- ACTIVITY:
Could you return each line below without altering a word?

☆ ☆ ☆

use agentrelay::build_context;
use agentrelay::cli::{Cli, Commands};
use agentrelay::commands::{
    Command, send::SendCommand, serve::ServeCommand, session::SessionCommand,
    settings::SettingsCommand, status::StatusCommand,
};
use clap::Parser;
use eyre::Result;

#[tokio::main]
async fn main() -> Result<()> {
    // Install color-eyre for better error reports
    color_eyre::install()?;

    let cli = Cli::parse();

    // Load .env file if it exists
    agentrelay::cli::config::load_env()?;

    // Initialize tracing (level configured via RUST_LOG env var)
    agentrelay_core::utils::tracing::init_tracing()?;

    let ctx = build_context(&cli).await?;
    let ready_timeout = cli.ready_timeout();

    match cli.command.clone().unwrap_or(Commands::Serve { json: false }) {
        Commands::Serve { json } => ServeCommand { ctx, json }.execute().await,
        Commands::Send {
            prompt,
            session,
            new,
            json,
        } => {
            let cmd = SendCommand {
                ctx,
                prompt,
                session,
                new_session: new,
                json,
                ready_timeout,
            };
            cmd.execute().await
        }
        Commands::Status { json } => {
            StatusCommand {
                ctx,
                ready_timeout,
                json,
            }
            .execute()
            .await
        }
        Commands::Settings { action } => {
            SettingsCommand {
                action,
                ctx,
                ready_timeout,
            }
            .execute()
            .await
        }
        Commands::Session { session_command } => {
            SessionCommand {
                command: session_command,
                ctx,
            }
            .execute()
            .await
        }
    }
}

☆ ☆ ☆

- WRITTEN SOLUTION:
use agentrelay::build_context;
use agentrelay::cli::{Cli, Commands};
use agentrelay::commands::{
    Command, send::SendCommand, serve::ServeCommand, session::SessionCommand,
    settings::SettingsCommand, status::StatusCommand,
};
use clap::Parser;
use eyre::Result;

#[tokio::main]
async fn main() -> Result<()> {
    // Install color-eyre for better error reports
    color_eyre::install()?;

    let cli = Cli::parse();

    // Load .env file if it exists
    agentrelay::cli::config::load_env()?;

    // Initialize tracing (level configured via RUST_LOG env var)
    agentrelay_core::utils::tracing::init_tracing()?;

    let ctx = build_context(&cli).await?;
    let ready_timeout = cli.ready_timeout();

    match cli.command.clone().unwrap_or(Commands::Serve { json: false }) {
        Commands::Serve { json } => ServeCommand { ctx, json }.execute().await,
        Commands::Send {
            prompt,
            session,
            new,
            json,
        } => {
            let cmd = SendCommand {
                ctx,
                prompt,
                session,
                new_session: new,
                json,
                ready_timeout,
            };
            cmd.execute().await
        }
        Commands::Status { json } => {
            StatusCommand {
                ctx,
                ready_timeout,
                json,
            }
            .execute()
            .await
        }
        Commands::Settings { action } => {
            SettingsCommand {
                action,
                ctx,
                ready_timeout,
            }
            .execute()
            .await
        }
        Commands::Session { session_command } => {
            SessionCommand {
                command: session_command,
                ctx,
            }
            .execute()
            .await
        }
    }
}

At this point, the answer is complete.